### The task
Look for the word "parent" in the entries below, then copy every line that has it.

### Given information
◇ ◇ ◇ ◇ ◇

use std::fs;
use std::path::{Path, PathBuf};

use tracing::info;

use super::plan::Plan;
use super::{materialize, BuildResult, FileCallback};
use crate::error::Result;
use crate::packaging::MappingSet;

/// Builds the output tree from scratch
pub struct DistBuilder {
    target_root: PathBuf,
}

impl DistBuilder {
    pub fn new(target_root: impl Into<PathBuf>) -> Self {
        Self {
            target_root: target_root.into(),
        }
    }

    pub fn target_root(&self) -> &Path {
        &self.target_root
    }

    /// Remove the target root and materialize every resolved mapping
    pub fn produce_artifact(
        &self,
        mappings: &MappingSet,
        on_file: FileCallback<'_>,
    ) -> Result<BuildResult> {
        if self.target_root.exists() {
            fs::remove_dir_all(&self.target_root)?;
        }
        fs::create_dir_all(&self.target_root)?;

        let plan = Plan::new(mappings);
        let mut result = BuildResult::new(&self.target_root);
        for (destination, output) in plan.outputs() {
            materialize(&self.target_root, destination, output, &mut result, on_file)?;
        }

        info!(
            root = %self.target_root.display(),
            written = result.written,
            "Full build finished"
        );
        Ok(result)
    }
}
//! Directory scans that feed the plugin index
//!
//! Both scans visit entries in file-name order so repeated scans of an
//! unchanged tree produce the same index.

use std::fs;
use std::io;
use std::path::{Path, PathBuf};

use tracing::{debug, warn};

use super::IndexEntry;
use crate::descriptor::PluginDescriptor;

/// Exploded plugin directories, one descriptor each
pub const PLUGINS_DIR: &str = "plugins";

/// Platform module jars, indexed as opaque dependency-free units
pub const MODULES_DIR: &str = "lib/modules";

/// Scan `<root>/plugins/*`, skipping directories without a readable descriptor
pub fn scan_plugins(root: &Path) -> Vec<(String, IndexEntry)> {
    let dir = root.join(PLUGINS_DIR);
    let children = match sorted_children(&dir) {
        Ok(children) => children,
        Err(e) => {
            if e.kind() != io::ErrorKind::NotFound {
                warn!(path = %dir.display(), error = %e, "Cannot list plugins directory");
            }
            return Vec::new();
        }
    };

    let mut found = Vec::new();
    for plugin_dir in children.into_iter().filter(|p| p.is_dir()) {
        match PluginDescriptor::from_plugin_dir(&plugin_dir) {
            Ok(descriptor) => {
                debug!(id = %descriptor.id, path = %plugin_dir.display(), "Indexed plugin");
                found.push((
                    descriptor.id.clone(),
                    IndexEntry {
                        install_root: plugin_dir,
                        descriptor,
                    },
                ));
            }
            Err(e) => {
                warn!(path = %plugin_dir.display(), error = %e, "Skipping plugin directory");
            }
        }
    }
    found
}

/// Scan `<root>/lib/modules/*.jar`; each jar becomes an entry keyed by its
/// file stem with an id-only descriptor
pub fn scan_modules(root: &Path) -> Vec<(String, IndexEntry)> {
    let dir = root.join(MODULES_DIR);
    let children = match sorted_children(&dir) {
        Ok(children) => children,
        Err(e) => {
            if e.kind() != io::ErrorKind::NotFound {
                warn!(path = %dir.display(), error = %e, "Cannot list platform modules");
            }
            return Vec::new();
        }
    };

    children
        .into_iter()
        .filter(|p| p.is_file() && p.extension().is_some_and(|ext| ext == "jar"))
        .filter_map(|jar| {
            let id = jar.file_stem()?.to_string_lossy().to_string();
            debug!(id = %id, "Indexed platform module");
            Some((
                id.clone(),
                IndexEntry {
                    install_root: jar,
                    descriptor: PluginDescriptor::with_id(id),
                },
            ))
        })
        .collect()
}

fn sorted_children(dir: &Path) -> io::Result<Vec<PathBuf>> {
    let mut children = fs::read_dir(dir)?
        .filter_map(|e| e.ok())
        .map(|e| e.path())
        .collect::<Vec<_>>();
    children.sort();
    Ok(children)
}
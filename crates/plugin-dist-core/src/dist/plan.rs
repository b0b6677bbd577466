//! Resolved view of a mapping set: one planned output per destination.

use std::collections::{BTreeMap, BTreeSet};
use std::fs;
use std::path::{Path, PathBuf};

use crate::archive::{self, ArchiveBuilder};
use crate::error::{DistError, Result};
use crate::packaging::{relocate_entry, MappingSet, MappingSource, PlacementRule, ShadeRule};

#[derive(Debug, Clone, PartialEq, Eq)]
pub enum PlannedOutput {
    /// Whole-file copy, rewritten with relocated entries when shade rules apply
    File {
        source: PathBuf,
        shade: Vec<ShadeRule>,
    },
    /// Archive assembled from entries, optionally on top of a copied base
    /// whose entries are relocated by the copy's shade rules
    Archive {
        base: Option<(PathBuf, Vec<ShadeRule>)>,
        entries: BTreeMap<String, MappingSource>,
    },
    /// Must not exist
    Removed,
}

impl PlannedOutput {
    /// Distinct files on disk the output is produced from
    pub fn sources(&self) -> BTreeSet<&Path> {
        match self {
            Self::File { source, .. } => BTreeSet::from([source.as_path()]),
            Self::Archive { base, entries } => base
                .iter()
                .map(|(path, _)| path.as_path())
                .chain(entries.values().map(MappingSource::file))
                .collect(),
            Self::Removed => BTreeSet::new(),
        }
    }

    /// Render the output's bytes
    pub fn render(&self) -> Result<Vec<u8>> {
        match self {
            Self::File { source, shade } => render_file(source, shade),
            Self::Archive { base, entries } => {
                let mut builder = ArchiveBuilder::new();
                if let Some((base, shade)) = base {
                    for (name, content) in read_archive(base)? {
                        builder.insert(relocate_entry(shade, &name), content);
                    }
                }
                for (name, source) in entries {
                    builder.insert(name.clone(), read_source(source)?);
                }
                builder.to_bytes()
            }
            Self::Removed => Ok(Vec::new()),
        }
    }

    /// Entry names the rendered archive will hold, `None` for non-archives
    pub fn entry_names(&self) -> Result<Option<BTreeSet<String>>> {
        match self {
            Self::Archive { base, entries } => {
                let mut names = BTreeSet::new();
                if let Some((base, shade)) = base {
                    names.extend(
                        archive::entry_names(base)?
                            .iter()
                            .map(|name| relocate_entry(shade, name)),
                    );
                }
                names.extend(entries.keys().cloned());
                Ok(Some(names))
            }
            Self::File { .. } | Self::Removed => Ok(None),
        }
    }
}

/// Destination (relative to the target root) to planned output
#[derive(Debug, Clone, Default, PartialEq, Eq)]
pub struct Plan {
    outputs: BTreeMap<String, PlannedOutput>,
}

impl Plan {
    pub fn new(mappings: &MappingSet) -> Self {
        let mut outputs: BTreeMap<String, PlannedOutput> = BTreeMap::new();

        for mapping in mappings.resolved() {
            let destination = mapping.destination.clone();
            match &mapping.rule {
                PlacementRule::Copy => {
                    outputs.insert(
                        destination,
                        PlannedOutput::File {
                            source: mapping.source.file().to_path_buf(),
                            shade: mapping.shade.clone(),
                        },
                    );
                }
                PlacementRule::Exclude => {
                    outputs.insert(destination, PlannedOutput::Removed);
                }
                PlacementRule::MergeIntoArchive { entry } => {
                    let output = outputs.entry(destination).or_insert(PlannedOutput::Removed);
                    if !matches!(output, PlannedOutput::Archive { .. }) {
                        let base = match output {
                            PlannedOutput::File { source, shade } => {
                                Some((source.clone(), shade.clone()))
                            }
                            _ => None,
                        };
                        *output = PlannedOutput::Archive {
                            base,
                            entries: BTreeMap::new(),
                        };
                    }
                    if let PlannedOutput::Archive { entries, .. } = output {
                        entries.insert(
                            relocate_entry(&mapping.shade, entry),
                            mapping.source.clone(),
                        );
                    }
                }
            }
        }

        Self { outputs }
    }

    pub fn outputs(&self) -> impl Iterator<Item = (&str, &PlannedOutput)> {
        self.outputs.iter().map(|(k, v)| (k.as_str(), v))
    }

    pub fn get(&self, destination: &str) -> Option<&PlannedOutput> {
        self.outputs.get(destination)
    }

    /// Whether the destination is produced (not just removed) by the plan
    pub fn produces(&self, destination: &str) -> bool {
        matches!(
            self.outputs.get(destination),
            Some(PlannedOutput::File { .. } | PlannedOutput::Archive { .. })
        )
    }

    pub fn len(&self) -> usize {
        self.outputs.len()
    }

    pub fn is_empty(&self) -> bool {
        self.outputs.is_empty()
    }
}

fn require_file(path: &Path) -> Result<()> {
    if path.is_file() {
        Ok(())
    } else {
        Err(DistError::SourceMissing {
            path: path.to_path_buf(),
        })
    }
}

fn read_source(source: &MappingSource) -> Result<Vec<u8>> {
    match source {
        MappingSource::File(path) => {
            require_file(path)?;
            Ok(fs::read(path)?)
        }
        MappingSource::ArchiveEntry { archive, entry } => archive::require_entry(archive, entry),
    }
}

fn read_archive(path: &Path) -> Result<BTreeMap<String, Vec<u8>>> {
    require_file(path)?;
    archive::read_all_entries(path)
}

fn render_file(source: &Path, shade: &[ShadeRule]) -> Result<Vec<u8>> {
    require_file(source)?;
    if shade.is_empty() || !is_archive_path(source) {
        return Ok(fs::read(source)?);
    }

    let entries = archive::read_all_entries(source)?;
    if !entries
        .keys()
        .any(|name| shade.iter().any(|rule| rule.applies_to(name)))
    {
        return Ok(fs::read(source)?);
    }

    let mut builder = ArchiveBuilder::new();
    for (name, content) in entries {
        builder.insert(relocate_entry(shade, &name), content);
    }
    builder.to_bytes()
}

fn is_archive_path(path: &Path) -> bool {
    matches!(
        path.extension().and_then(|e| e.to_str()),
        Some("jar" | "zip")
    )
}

◇ ◇ ◇ ◇ ◇

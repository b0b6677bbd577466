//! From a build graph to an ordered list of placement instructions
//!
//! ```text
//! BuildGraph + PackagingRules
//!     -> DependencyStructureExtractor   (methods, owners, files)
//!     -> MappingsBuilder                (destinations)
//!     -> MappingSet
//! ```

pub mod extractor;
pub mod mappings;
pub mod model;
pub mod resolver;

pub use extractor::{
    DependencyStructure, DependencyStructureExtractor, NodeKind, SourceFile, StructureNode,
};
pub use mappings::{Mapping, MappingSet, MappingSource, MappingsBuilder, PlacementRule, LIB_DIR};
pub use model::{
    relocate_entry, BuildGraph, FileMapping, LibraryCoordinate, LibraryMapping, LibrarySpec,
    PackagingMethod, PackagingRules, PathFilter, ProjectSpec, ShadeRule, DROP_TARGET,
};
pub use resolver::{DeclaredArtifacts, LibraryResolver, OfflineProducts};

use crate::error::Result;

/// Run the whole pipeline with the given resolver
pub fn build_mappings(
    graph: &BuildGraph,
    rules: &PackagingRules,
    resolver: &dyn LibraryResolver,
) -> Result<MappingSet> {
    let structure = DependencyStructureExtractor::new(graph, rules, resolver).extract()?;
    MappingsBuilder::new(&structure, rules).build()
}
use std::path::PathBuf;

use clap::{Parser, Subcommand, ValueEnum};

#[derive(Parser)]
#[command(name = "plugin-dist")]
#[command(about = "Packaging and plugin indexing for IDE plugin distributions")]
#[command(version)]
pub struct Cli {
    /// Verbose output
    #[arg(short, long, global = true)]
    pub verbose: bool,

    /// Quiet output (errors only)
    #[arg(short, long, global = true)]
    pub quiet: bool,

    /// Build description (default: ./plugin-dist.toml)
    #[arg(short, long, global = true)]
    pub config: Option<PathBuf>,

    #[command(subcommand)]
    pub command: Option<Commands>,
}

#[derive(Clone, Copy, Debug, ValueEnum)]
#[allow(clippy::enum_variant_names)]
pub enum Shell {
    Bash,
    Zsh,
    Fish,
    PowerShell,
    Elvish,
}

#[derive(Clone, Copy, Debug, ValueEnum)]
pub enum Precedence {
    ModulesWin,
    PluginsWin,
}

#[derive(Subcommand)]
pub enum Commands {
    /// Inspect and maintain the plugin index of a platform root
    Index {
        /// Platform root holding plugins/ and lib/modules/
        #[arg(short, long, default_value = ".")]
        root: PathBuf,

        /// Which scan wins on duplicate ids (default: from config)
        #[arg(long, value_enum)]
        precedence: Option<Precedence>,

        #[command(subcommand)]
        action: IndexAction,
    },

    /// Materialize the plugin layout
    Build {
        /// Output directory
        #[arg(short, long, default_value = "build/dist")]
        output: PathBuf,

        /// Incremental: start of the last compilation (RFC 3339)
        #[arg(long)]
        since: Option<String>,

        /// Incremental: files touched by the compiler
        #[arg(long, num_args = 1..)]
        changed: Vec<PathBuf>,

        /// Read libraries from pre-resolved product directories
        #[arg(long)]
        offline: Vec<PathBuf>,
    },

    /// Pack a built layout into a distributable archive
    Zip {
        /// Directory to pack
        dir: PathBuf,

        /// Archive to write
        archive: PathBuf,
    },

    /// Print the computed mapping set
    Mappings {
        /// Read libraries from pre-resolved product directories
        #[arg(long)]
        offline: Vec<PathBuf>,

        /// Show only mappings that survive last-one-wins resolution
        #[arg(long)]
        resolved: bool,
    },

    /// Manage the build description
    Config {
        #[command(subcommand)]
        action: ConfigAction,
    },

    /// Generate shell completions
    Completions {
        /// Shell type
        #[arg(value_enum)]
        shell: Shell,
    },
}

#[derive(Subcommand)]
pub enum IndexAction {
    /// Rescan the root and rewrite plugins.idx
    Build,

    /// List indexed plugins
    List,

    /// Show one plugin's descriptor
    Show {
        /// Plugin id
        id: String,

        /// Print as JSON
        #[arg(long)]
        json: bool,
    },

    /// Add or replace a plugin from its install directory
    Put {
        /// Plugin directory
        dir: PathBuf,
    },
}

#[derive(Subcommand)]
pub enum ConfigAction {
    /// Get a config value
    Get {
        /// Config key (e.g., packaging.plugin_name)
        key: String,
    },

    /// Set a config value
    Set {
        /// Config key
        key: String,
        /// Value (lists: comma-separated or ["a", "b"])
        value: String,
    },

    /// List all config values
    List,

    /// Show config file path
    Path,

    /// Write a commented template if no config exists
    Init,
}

◇ ◇ ◇ ◇ ◇

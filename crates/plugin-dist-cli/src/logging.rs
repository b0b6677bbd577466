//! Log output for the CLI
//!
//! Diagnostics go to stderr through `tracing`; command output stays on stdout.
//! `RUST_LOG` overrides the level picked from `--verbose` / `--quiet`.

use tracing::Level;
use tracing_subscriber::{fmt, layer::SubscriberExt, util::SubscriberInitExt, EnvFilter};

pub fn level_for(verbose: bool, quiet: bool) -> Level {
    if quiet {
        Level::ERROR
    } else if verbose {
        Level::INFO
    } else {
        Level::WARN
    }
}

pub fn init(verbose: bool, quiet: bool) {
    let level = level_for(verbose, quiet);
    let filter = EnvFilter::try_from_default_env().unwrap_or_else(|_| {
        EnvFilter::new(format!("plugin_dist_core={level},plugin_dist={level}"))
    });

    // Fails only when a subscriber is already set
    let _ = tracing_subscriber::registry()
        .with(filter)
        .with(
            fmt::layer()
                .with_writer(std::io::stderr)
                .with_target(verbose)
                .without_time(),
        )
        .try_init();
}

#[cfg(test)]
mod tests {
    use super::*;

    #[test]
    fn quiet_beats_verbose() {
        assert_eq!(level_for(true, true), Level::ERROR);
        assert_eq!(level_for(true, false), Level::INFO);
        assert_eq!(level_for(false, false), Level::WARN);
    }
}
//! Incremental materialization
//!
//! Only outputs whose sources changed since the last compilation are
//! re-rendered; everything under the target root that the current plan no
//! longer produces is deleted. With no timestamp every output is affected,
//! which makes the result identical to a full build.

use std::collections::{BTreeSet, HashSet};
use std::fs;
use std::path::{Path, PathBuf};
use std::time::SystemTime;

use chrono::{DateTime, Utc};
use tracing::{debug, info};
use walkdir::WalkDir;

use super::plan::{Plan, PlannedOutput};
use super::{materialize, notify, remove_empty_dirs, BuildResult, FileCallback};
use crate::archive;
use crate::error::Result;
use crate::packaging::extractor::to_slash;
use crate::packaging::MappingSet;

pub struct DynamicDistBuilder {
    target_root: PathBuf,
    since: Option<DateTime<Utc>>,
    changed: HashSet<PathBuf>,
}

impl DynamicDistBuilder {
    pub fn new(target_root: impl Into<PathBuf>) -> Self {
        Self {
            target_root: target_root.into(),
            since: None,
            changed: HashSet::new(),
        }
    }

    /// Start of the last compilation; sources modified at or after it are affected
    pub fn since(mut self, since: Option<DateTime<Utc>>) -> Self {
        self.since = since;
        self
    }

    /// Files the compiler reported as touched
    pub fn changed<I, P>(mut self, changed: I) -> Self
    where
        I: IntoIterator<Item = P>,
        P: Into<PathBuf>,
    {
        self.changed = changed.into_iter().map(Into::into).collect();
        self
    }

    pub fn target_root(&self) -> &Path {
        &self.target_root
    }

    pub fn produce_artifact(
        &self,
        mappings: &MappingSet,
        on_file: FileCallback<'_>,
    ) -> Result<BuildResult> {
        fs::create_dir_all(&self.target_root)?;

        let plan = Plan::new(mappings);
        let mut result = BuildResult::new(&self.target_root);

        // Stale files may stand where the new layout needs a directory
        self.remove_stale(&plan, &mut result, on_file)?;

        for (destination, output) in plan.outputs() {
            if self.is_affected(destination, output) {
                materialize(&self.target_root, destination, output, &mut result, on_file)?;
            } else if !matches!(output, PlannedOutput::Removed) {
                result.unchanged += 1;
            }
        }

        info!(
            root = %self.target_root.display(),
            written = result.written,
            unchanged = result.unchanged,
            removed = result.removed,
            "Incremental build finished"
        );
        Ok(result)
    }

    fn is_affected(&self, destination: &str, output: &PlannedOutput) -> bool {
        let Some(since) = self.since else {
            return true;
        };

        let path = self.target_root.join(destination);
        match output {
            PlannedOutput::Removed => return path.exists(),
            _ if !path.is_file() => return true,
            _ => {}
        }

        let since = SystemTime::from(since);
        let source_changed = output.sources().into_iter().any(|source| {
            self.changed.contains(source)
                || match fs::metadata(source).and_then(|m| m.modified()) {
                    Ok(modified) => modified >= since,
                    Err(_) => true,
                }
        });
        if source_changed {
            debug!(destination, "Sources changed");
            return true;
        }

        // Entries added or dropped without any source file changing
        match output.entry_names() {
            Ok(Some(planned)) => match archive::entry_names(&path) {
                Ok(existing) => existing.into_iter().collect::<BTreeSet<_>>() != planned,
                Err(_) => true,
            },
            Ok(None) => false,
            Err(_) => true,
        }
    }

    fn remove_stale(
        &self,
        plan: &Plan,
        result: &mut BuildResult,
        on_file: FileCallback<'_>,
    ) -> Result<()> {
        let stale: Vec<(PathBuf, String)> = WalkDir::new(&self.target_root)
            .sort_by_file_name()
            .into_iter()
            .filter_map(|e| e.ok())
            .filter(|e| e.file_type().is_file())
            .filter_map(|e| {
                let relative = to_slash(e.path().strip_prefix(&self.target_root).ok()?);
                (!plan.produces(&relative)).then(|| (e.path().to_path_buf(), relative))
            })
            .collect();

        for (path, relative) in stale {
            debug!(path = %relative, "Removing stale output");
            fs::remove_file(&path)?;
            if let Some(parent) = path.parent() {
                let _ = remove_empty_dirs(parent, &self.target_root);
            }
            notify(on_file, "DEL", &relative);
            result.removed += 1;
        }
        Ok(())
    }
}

◇ ◇ ◇ ◇ ◇

### Problem solution
            if let Some(parent) = path.parent() {
                let _ = remove_empty_dirs(parent, &self.target_root);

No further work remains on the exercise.